Collected data entries:
+ + +
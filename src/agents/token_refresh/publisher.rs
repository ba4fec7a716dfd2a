//! Credential publishing
//!
//! Writes the access token into the `password` field of a Kubernetes Secret
//! with a JSON merge patch, so fields owned by other writers stay untouched.

use async_trait::async_trait;
use base64::engine::general_purpose::STANDARD;
use base64::Engine;
use k8s_openapi::api::core::v1::Secret;
use kube::api::{Api, Patch, PatchParams};
use kube::Client;
use serde_json::{json, Value};
use thiserror::Error;
use tracing::{debug, info};

use super::types::{FederatedAccessToken, TokenRefreshError};

/// Secret data key holding the access token
pub const PASSWORD_FIELD: &str = "password";

const FIELD_MANAGER: &str = "workload-token-agent";

/// The credential store did not apply a patch
#[derive(Debug, Error)]
#[error("{0}")]
pub struct StoreError(pub String);

/// Persistent storage for credentials, updated with merge patches only
#[async_trait]
pub trait CredentialStore: Send + Sync {
    /// Apply `merge_patch` to the named Secret and return the result
    async fn patch_secret(
        &self,
        namespace: &str,
        name: &str,
        merge_patch: &Value,
    ) -> Result<Secret, StoreError>;
}

/// Merge patch setting `data.password` to the base64 encoded token
pub fn password_patch(token: &FederatedAccessToken) -> Value {
    json!({
        "data": {
            PASSWORD_FIELD: STANDARD.encode(token.expose().as_bytes()),
        }
    })
}

/// Overwrite the Secret's password with the new access token
pub async fn publish_access_token<S>(
    store: &S,
    namespace: &str,
    secret_name: &str,
    token: &FederatedAccessToken,
) -> Result<Secret, TokenRefreshError>
where
    S: CredentialStore + ?Sized,
{
    debug!(namespace = %namespace, secret = %secret_name, "Patching secret");

    let patch = password_patch(token);
    let secret = store
        .patch_secret(namespace, secret_name, &patch)
        .await
        .map_err(|e| TokenRefreshError::PublishFailed {
            secret: format!("{}/{}", namespace, secret_name),
            reason: e.to_string(),
        })?;

    info!(
        namespace = %namespace,
        secret = %secret_name,
        resource_version = secret.metadata.resource_version.as_deref().unwrap_or("unknown"),
        "Secret password updated"
    );

    Ok(secret)
}

/// `CredentialStore` backed by Kubernetes Secrets
pub struct KubeSecretStore {
    client: Client,
}

impl KubeSecretStore {
    pub fn new(client: Client) -> Self {
        Self { client }
    }
}

#[async_trait]
impl CredentialStore for KubeSecretStore {
    async fn patch_secret(
        &self,
        namespace: &str,
        name: &str,
        merge_patch: &Value,
    ) -> Result<Secret, StoreError> {
        let api: Api<Secret> = Api::namespaced(self.client.clone(), namespace);
        let params = PatchParams {
            field_manager: Some(FIELD_MANAGER.to_string()),
            ..Default::default()
        };

        api.patch(name, &params, &Patch::Merge(merge_patch))
            .await
            .map_err(|e| StoreError(e.to_string()))
    }
}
+ + +
**WHAT IS NEEDED**
Lines from the top of the data above through the line containing "holding the access token" must be repeated exactly. All other lines stay out.

**RESPONSE**
filename src/agents/token_refresh/publisher.rs
repository ba4fec7a716dfd2a
//! Credential publishing
//!
//! Writes the access token into the `password` field of a Kubernetes Secret
//! with a JSON merge patch, so fields owned by other writers stay untouched.

use async_trait::async_trait;
use base64::engine::general_purpose::STANDARD;
use base64::Engine;
use k8s_openapi::api::core::v1::Secret;
use kube::api::{Api, Patch, PatchParams};
use kube::Client;
use serde_json::{json, Value};
use thiserror::Error;
use tracing::{debug, info};

use super::types::{FederatedAccessToken, TokenRefreshError};

/// Secret data key holding the access token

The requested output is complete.